• [What the task asks]:
The expected output is each line below containing "DailyOptions", copied in full.

↓

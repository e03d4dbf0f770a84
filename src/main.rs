mod cache;
mod config;
mod models;
mod orchestrator;
mod pipeline;
mod providers;
mod storage;
mod utils;

use anyhow::{bail, Result};
use chrono::{NaiveDate, Utc};
use clap::{Parser, Subcommand};
use tracing::info;
use tracing_subscriber::prelude::*;
use tracing_subscriber::{fmt, EnvFilter};

use crate::config::{AppConfig, ProviderKind};
use crate::orchestrator::{maintenance, DailyOptions, DailyOutcome, Orchestrator};
use crate::pipeline::{summary_line, CollectRequest, Pipeline, Window};
use crate::storage::Repository;

#[derive(Parser)]
#[command(name = "market-collector", about = "Daily equity bar collector", version)]
struct Cli {
    #[command(subcommand)]
    command: Command,

    #[arg(short, long, action = clap::ArgAction::Count, global = true)]
    verbose: u8,
}

#[derive(Subcommand)]
enum Command {
    /// Run one collector over its symbol universe
    Collect {
        #[arg(long, value_enum)]
        provider: ProviderKind,

        /// Days to look back from today
        #[arg(long = "days_back", conflicts_with_all = ["month", "start_date"])]
        days_back: Option<u32>,

        /// Whole calendar month, YYYY-MM
        #[arg(long, conflicts_with = "start_date")]
        month: Option<String>,

        /// Inclusive start, YYYY-MM-DD
        #[arg(long = "start_date", requires = "end_date")]
        start_date: Option<NaiveDate>,

        /// Inclusive end, YYYY-MM-DD
        #[arg(long = "end_date", requires = "start_date")]
        end_date: Option<NaiveDate>,

        /// 1-based batch of 20 symbols
        #[arg(long)]
        batch: Option<usize>,

        /// Collect these symbols instead of the configured universe
        #[arg(long, num_args = 1..)]
        symbols: Vec<String>,
    },

    /// Primary collector with fallback, then maintenance (cron entry point)
    Daily {
        #[arg(long, value_enum)]
        primary: Option<ProviderKind>,

        #[arg(long, value_enum)]
        secondary: Option<ProviderKind>,

        /// Run even on weekends and market holidays
        #[arg(long)]
        force: bool,
    },

    /// Apply the retention window and refresh statistics
    Maintain {
        #[arg(long = "retention_days")]
        retention_days: Option<u32>,
    },

    /// Show database statistics
    Stats,

    /// List all stored ticker symbols
    Symbols,

    /// Apply schema migrations without loading data
    Migrate,
}

fn window(
    days_back: Option<u32>,
    month: Option<String>,
    start_date: Option<NaiveDate>,
    end_date: Option<NaiveDate>,
) -> Window {
    match (days_back, month, start_date, end_date) {
        (Some(days), _, _, _) => Window::DaysBack(days),
        (_, Some(month), _, _) => Window::Month(month),
        (_, _, Some(start), Some(end)) => Window::Between(start, end),
        _ => Window::Default,
    }
}

#[tokio::main]
async fn main() -> Result<()> {
    let cli = Cli::parse();

    let filter = match cli.verbose {
        0 => "market_collector=info,warn",
        1 => "market_collector=debug,info",
        _ => "trace",
    };

    // stdout carries the summary line; logs go to stderr
    tracing_subscriber::registry()
        .with(
            fmt::layer()
                .compact()
                .with_target(false)
                .with_writer(std::io::stderr),
        )
        .with(EnvFilter::try_from_default_env().unwrap_or_else(|_| EnvFilter::new(filter)))
        .init();

    let config = AppConfig::load()?;

    match cli.command {
        Command::Collect {
            provider,
            days_back,
            month,
            start_date,
            end_date,
            batch,
            symbols,
        } => {
            let _t = utils::Timer::start(format!("{} collection", provider.cli_name()));
            let request = CollectRequest {
                window: window(days_back, month, start_date, end_date),
                batch,
                symbols,
            };
            let summary = Pipeline::new(config).run(provider, &request).await?;
            println!("{}", summary_line(&summary)?);
        }

        Command::Daily {
            primary,
            secondary,
            force,
        } => {
            let _t = utils::Timer::start("Daily run");
            let options = DailyOptions {
                primary,
                secondary,
                force,
            };
            let today = Utc::now().date_naive();
            match Orchestrator::new(config)?.run_daily(today, &options).await? {
                DailyOutcome::Skipped { reason } => info!("Done: skipped ({})", reason),
                DailyOutcome::Collected { provider, records } => {
                    info!("Done: {} records via {}", records, provider.cli_name())
                }
                DailyOutcome::Failed => bail!("Both collectors failed"),
            }
        }

        Command::Maintain { retention_days } => {
            let _t = utils::Timer::start("Maintenance");
            let repo = Repository::open(&config.storage.db_path)?;
            repo.run_migrations()?;
            let days = retention_days.unwrap_or(config.storage.retention_days);
            let report = maintenance::run_maintenance(&repo, Utc::now().date_naive(), days)?;
            println!(
                "Maintenance: {} bars before {} deleted, {} sources in view.",
                report.deleted,
                report.cutoff,
                report.by_source.len()
            );
        }

        Command::Stats => {
            let repo = Repository::open(&config.storage.db_path)?;
            repo.run_migrations()?;
            let bars = repo.bar_count()?;
            let symbols = repo.symbol_count()?;
            let (min, max) = repo.date_range().unwrap_or((None, None));
            println!("─────────────────────────────────");
            println!("  Market Collector — Database Stats");
            println!("─────────────────────────────────");
            println!("  Symbols  : {}", utils::fmt_number(symbols));
            println!("  EOD bars : {}", utils::fmt_number(bars));
            for (source, n) in repo.counts_by_source()? {
                println!("    {:<13}: {}", source, utils::fmt_number(n));
            }
            println!("  From     : {}", min.map(|d| d.to_string()).unwrap_or("—".into()));
            println!("  To       : {}", max.map(|d| d.to_string()).unwrap_or("—".into()));
            let runs = repo.recent_runs(5)?;
            if !runs.is_empty() {
                println!("  Recent runs:");
                for run in &runs {
                    println!(
                        "    #{:<4} {} {:<13} {:<8} {:>6} records{}",
                        run.id,
                        run.started_at.format("%Y-%m-%d %H:%M"),
                        run.source,
                        run.status,
                        run.records,
                        run.error_msg
                            .as_deref()
                            .map(|e| format!(" ({})", e))
                            .unwrap_or_default(),
                    );
                }
            }
            println!("─────────────────────────────────");
        }

        Command::Symbols => {
            let repo = Repository::open(&config.storage.db_path)?;
            repo.run_migrations()?;
            let syms = repo.list_symbols()?;
            if syms.is_empty() {
                println!("No symbols — run `market-collector collect` first.");
            } else {
                println!("{} symbols:", syms.len());
                for s in &syms {
                    let latest = repo.latest_date_for_symbol(s)?;
                    println!(
                        "  {:<8} {}",
                        s,
                        latest.map(|d| d.to_string()).unwrap_or_default()
                    );
                }
            }
        }

        Command::Migrate => {
            Repository::open(&config.storage.db_path)?.run_migrations()?;
            println!("Migrations applied.");
        }
    }

    Ok(())
}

↑

• [Output]:
use crate::orchestrator::{maintenance, DailyOptions, DailyOutcome, Orchestrator};
            let options = DailyOptions {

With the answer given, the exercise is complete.